◆ ABOUT THIS EXERCISE
Your answer needs to include each line of the records in which the string "false" can be found.

Saved entries:

--- START ---

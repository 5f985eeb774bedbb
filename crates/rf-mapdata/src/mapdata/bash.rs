//! Bash and deconstruct results

use serde_json::Value;

use crate::catalog::ItemGroupId;
use crate::data::MapData;
use crate::diagnostics::Diagnostics;
use crate::factory::LoadContext;
use crate::json::FieldReader;

use super::{FurnStrId, TerStrId};

/// What kind of map object a bash record belongs to
#[derive(Debug, Clone, Copy, PartialEq, Eq, Hash)]
pub enum MapObjectType {
    Terrain,
    Furniture,
    Field,
}

#[derive(Debug, Clone, PartialEq)]
pub struct MapBashInfo {
    /// Minimum strength to bash; anything below never succeeds
    pub str_min: i32,
    /// Strength that always succeeds
    pub str_max: i32,
    /// Thresholds when the tile is blocked from the other side
    pub str_min_blocked: i32,
    pub str_max_blocked: i32,
    /// Thresholds when the tile supports a roof
    pub str_min_supported: i32,
    pub str_max_supported: i32,
    /// Explosion on destruction, -1 for none
    pub explosive: i32,
    pub sound_vol: i32,
    pub sound_fail_vol: i32,
    pub collapse_radius: i32,
    pub fd_bash_move_cost: i32,
    pub destroy_only: bool,
    /// Bashing also bashes the tile below
    pub bash_below: bool,
    pub drop_group: ItemGroupId,
    pub sound: String,
    pub sound_fail: String,
    pub field_bash_msg_success: String,
    pub ter_set: TerStrId,
    pub ter_set_bashed_from_above: TerStrId,
    pub furn_set: FurnStrId,
    /// Furniture at the center of a tent this piece belongs to
    pub tent_centers: Vec<FurnStrId>,
}

impl Default for MapBashInfo {
    fn default() -> Self {
        Self {
            str_min: -1,
            str_max: -1,
            str_min_blocked: -1,
            str_max_blocked: -1,
            str_min_supported: -1,
            str_max_supported: -1,
            explosive: 0,
            sound_vol: -1,
            sound_fail_vol: -1,
            collapse_radius: 1,
            fd_bash_move_cost: 100,
            destroy_only: false,
            bash_below: false,
            drop_group: ItemGroupId::null(),
            sound: String::new(),
            sound_fail: String::new(),
            field_bash_msg_success: String::new(),
            ter_set: TerStrId::null(),
            ter_set_bashed_from_above: TerStrId::null(),
            furn_set: FurnStrId::null(),
            tent_centers: Vec::new(),
        }
    }
}

impl MapBashInfo {
    /// Read `member` of `jo`; returns false (and changes nothing) if absent
    pub fn load(
        &mut self,
        jo: &mut FieldReader<'_, '_>,
        member: &str,
        obj_type: MapObjectType,
        ctx: &mut LoadContext<'_>,
    ) -> bool {
        let Some(obj) = jo.obj().get_object(member) else {
            return false;
        };
        let context = format!("{} {}", jo.context(), member);
        let mut j = jo.nested(obj, context.clone());

        self.str_min = j.get_int("str_min", 0);
        self.str_max = j.get_int("str_max", 0);
        self.str_min_blocked = j.get_int("str_min_blocked", -1);
        self.str_max_blocked = j.get_int("str_max_blocked", -1);
        self.str_min_supported = j.get_int("str_min_supported", -1);
        self.str_max_supported = j.get_int("str_max_supported", -1);
        self.explosive = j.get_int("explosive", -1);
        self.sound_vol = j.get_int("sound_vol", -1);
        self.sound_fail_vol = j.get_int("sound_fail_vol", -1);
        self.collapse_radius = j.get_int("collapse_radius", 1);
        self.destroy_only = j.get_bool("destroy_only", false);
        self.bash_below = j.get_bool("bash_below", false);
        self.sound = j.get_string("sound", "smash!");
        self.sound_fail = j.get_string("sound_fail", "thump!");

        match obj_type {
            MapObjectType::Furniture => {
                self.furn_set = j.read("furn_set").unwrap_or_default();
            }
            MapObjectType::Terrain => {
                self.ter_set = TerStrId::null();
                j.mandatory("ter_set", &mut self.ter_set);
                self.ter_set_bashed_from_above = j
                    .read("ter_set_bashed_from_above")
                    .unwrap_or_else(|| self.ter_set.clone());
            }
            MapObjectType::Field => {
                self.fd_bash_move_cost = j.get_int("move_cost", 100);
                self.field_bash_msg_success = j.get_string("msg_success", "");
            }
        }

        self.drop_group =
            load_drop_group(&mut j, "items", &context, ctx).unwrap_or_else(ItemGroupId::null);

        if j.obj().has_array("tent_centers") {
            self.tent_centers = j.read("tent_centers").unwrap_or_default();
        }

        true
    }

    /// Result ids must exist once everything is loaded
    pub(crate) fn check(
        &self,
        context: &str,
        is_terrain: bool,
        data: &MapData,
        diag: &mut Diagnostics,
    ) {
        if !data.item_groups().contains(&self.drop_group) {
            diag.report(context, format!("bash result item group {} does not exist", self.drop_group));
        }
        if self.str_max == -1 {
            return;
        }
        // Some tiles name t_null explicitly, an empty id is always a mistake
        if is_terrain && self.ter_set.is_empty() {
            diag.report(context, "bash result terrain is undefined/empty");
        }
        if !data.terrain().is_valid(&self.ter_set) {
            diag.report(context, format!("bash result terrain {} does not exist", self.ter_set));
        }
        if !data.furniture().is_valid(&self.furn_set) {
            diag.report(context, format!("bash result furniture {} does not exist", self.furn_set));
        }
    }
}

#[derive(Debug, Clone, PartialEq)]
pub struct MapDeconstructInfo {
    pub can_do: bool,
    /// Also deconstruct the tile above
    pub deconstruct_above: bool,
    pub drop_group: ItemGroupId,
    pub ter_set: TerStrId,
    pub furn_set: FurnStrId,
}

impl Default for MapDeconstructInfo {
    fn default() -> Self {
        Self {
            can_do: false,
            deconstruct_above: false,
            drop_group: ItemGroupId::null(),
            ter_set: TerStrId::null(),
            furn_set: FurnStrId::null(),
        }
    }
}

impl MapDeconstructInfo {
    pub fn load(
        &mut self,
        jo: &mut FieldReader<'_, '_>,
        member: &str,
        is_furniture: bool,
        ctx: &mut LoadContext<'_>,
    ) -> bool {
        let Some(obj) = jo.obj().get_object(member) else {
            return false;
        };
        let context = format!("{} {}", jo.context(), member);
        let mut j = jo.nested(obj, context.clone());

        self.furn_set = j.read("furn_set").unwrap_or_default();
        if !is_furniture {
            self.ter_set = TerStrId::null();
            j.mandatory("ter_set", &mut self.ter_set);
        }
        self.can_do = true;
        self.deconstruct_above = j.get_bool("deconstruct_above", false);

        self.drop_group = if j.obj().has_member("items") {
            load_drop_group(&mut j, "items", &context, ctx).unwrap_or_else(ItemGroupId::null)
        } else {
            j.report("missing member \"items\"");
            ItemGroupId::null()
        };
        true
    }

    pub(crate) fn check(
        &self,
        context: &str,
        is_terrain: bool,
        data: &MapData,
        diag: &mut Diagnostics,
    ) {
        if !self.can_do {
            return;
        }
        if !data.item_groups().contains(&self.drop_group) {
            diag.report(
                context,
                format!("deconstruct result item group {} does not exist", self.drop_group),
            );
        }
        if is_terrain && self.ter_set.is_empty() {
            diag.report(context, "deconstruct result terrain is undefined/empty");
        }
        if !data.terrain().is_valid(&self.ter_set) {
            diag.report(context, format!("deconstruct result terrain {} does not exist", self.ter_set));
        }
        if !data.furniture().is_valid(&self.furn_set) {
            diag.report(
                context,
                format!("deconstruct result furniture {} does not exist", self.furn_set),
            );
        }
    }
}

/// Item group reference: a group id or an inline list that becomes an
/// anonymous group
fn load_drop_group(
    j: &mut FieldReader<'_, '_>,
    key: &str,
    context: &str,
    ctx: &mut LoadContext<'_>,
) -> Option<ItemGroupId> {
    match j.obj().get(key)? {
        Value::String(id) => Some(ItemGroupId::new(id.as_str())),
        Value::Array(_) | Value::Object(_) => Some(ctx.item_groups.register_anonymous(context)),
        _ => {
            j.report(format!("member \"{}\" must be an item group id or a list", key));
            None
        }
    }
}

--- END ---

◆ OUTPUT FOR THIS TASK
            destroy_only: false,
            bash_below: false,
    /// Read `member` of `jo`; returns false (and changes nothing) if absent
            return false;
        self.destroy_only = j.get_bool("destroy_only", false);
        self.bash_below = j.get_bool("bash_below", false);
            can_do: false,
            deconstruct_above: false,
            return false;
        self.deconstruct_above = j.get_bool("deconstruct_above", false);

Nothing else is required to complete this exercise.